So, we started over and carefully bled all the components...  Fuel at filter, FIP and at each injector...  tried, no start, no cough, no popping just a smooth cranking.

We pulled the timing cover and almost had a heart attack.  The nut holding the toothed sprocket for the FIP had come off and was laying in the timing cover... the sprocket had moved forward enough to allow the belt to come off...  all I could picture was bent rods, broken rockers etc.  We replaced the sprocket, started from scratch found TDC on the crank and re-timed the timing belt.  It actually started right up, but really ran rough with LOTS of backfiring through the intake.  We pulled the valve cover and were surprised not to see any visible damage to the visible valve train.  we adjusted the valves which all were WAY off...  started right up and ran smoothly, had good throttle response came up to temp ran at higher rpm's then idled smooth.  could we really be this lucky? 
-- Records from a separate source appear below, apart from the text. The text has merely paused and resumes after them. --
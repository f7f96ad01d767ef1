//! Domain model and collaborator interfaces for the companion app's
//! encrypted snapshot persistence.

pub mod config;
pub mod display_order;
pub mod error;
pub mod group;
pub mod identity;
pub mod mode;
pub mod preset;
pub mod snapshot;
pub mod store;
pub mod user;

// Re-export common types
pub use error::{CompanionError, Result};
pub use snapshot::AppSnapshot;
pub use store::{BlobStore, PersistenceError};
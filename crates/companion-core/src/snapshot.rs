//! The unit of persistence.

use serde::{Deserialize, Deserializer, Serialize};

use crate::config::AppConfig;
use crate::group::GroupRecord;
use crate::preset::PresetRecord;
use crate::user::UserProfile;

/// Complete exportable application state at one instant.
///
/// Built fresh for every save and discarded after encryption; a loaded
/// snapshot is taken apart and handed to the owning collaborators. Save and
/// load are all-or-nothing over this whole structure.
#[derive(Debug, Clone, PartialEq, Default, Serialize, Deserialize)]
pub struct AppSnapshot {
    #[serde(rename = "userData")]
    pub user: UserProfile,
    pub presets: Vec<PresetRecord>,
    pub groups: Vec<GroupRecord>,
    pub config: AppConfig,
}

impl AppSnapshot {
    pub fn new(
        user: UserProfile,
        presets: Vec<PresetRecord>,
        groups: Vec<GroupRecord>,
        config: AppConfig,
    ) -> Self {
        Self {
            user,
            presets,
            groups,
            config,
        }
    }

    /// Names the first float field holding NaN or an infinity.
    ///
    /// JSON has no encoding for those values and `serde_json` writes them as
    /// `null`, which would not read back as a number.
    pub fn non_finite_field(&self) -> Option<String> {
        let config = [
            ("config.systemVolume", self.config.system_volume),
            ("config.alarmVolume", self.config.alarm_volume),
            ("config.cameraZoomLevel", self.config.camera_zoom_level),
        ];
        if let Some((name, _)) = config.iter().find(|(_, v)| !v.is_finite()) {
            return Some(name.to_string());
        }
        self.presets.iter().find_map(|preset| {
            if !preset.internal_intimacy_score.is_finite() {
                Some(format!("presets[{}].internalIntimacyScore", preset.id))
            } else if !preset.sitting_offset_y.is_finite() {
                Some(format!("presets[{}].sittingOffsetY", preset.id))
            } else {
                None
            }
        })
    }
}

/// Reads an explicit `null` as the type's default.
///
/// Pair with `#[serde(default)]` so an absent field reads the same way. Save
/// files written by older builds carry `null` for unset strings and lists.
pub(crate) fn null_as_default<'de, D, T>(deserializer: D) -> Result<T, D::Error>
where
    D: Deserializer<'de>,
    T: Default + Deserialize<'de>,
{
    Ok(Option::<T>::deserialize(deserializer)?.unwrap_or_default())
}

#[cfg(test)]
mod tests {
    use super::*;

    #[test]
    fn test_top_level_wire_names() {
        let json = serde_json::to_value(AppSnapshot::default()).unwrap();
        let keys: Vec<&str> = json
            .as_object()
            .unwrap()
            .keys()
            .map(String::as_str)
            .collect();
        assert_eq!(keys.len(), 4);
        for key in ["userData", "presets", "groups", "config"] {
            assert!(keys.contains(&key), "missing {key}");
        }
    }

    #[test]
    fn test_missing_list_is_rejected() {
        let mut json = serde_json::to_value(AppSnapshot::default()).unwrap();
        json.as_object_mut().unwrap().remove("presets");
        assert!(serde_json::from_value::<AppSnapshot>(json).is_err());
    }

    #[test]
    fn test_non_finite_field_is_named() {
        let mut snapshot = AppSnapshot::default();
        assert_eq!(snapshot.non_finite_field(), None);

        snapshot.config.camera_zoom_level = f32::NAN;
        assert_eq!(
            snapshot.non_finite_field().as_deref(),
            Some("config.cameraZoomLevel")
        );

        snapshot.config.camera_zoom_level = 1.0;
        let mut preset = PresetRecord::with_id("p1", "Alex");
        preset.sitting_offset_y = f32::NEG_INFINITY;
        snapshot.presets.push(preset);
        assert_eq!(
            snapshot.non_finite_field().as_deref(),
            Some("presets[p1].sittingOffsetY")
        );
    }
}
//! User profile collaborator.
//!
//! The persistence core never owns the live profile. It reads it through
//! [`UserProfileProvider::export`] when saving and hands a loaded one back
//! through [`UserProfileProvider::apply`].

use std::sync::{Arc, PoisonError, RwLock};

use super::model::UserProfile;

/// Owner of the live user profile.
pub trait UserProfileProvider: Send + Sync {
    /// Returns the current exportable profile.
    fn export(&self) -> UserProfile;

    /// Replaces the live profile with `profile`.
    fn apply(&self, profile: UserProfile);
}

/// Profile holder backed by a lock, used when no UI layer owns the profile.
///
/// # Example
///
/// ```
/// use companion_core::user::{InMemoryUserProfile, UserProfileProvider};
///
/// let provider = InMemoryUserProfile::default();
/// assert_eq!(provider.export().user_name, "Name");
/// ```
#[derive(Debug, Clone, Default)]
pub struct InMemoryUserProfile {
    profile: Arc<RwLock<UserProfile>>,
}

impl InMemoryUserProfile {
    pub fn new(profile: UserProfile) -> Self {
        Self {
            profile: Arc::new(RwLock::new(profile)),
        }
    }

    /// Mutates the live profile in place.
    pub fn update(&self, f: impl FnOnce(&mut UserProfile)) {
        f(&mut self.profile.write().unwrap_or_else(PoisonError::into_inner));
    }
}

impl UserProfileProvider for InMemoryUserProfile {
    fn export(&self) -> UserProfile {
        self.profile
            .read()
            .unwrap_or_else(PoisonError::into_inner)
            .clone()
    }

    fn apply(&self, profile: UserProfile) {
        *self
            .profile
            .write()
            .unwrap_or_else(PoisonError::into_inner) = profile;
    }
}

#[cfg(test)]
mod tests {
    use super::*;

    #[test]
    fn test_apply_replaces_profile() {
        let provider = InMemoryUserProfile::default();
        let mut profile = provider.export();
        profile.user_name = "Mina".to_string();
        provider.apply(profile);

        assert_eq!(provider.export().user_name, "Mina");
    }

    #[test]
    fn test_clones_share_state() {
        let provider = InMemoryUserProfile::default();
        let view = provider.clone();
        provider.apply(UserProfile {
            api_key: "k".to_string(),
            ..UserProfile::default()
        });
        assert_eq!(view.export().api_key, "k");
    }

    #[test]
    fn test_update_in_place() {
        let provider = InMemoryUserProfile::default();
        provider.update(|p| p.api_key = "k".to_string());
        provider.update(|p| p.api_key.clear());
        assert!(provider.export().api_key.is_empty());
        assert_eq!(provider.export().user_name, "Name");
    }
}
Here's what I think happened.  Prior owner had replaced FIP.... I'm assuming now that they just unbolted the pump from the back and used the inspection port to slide pump into pulley, not removing the timing cover.  Obviously they had tightened the sprocket bolt but never went back and torqued.  We replaced the timing belt but never torqued that nut because we had never removed it!  Lesson learned, torque everything in sight when doing service!!! 

Engine was cranked on the starter but never run with slipped belt....  Hoping valves were just "pushed around" at low RPM and not damaged.  OMG, what a saga....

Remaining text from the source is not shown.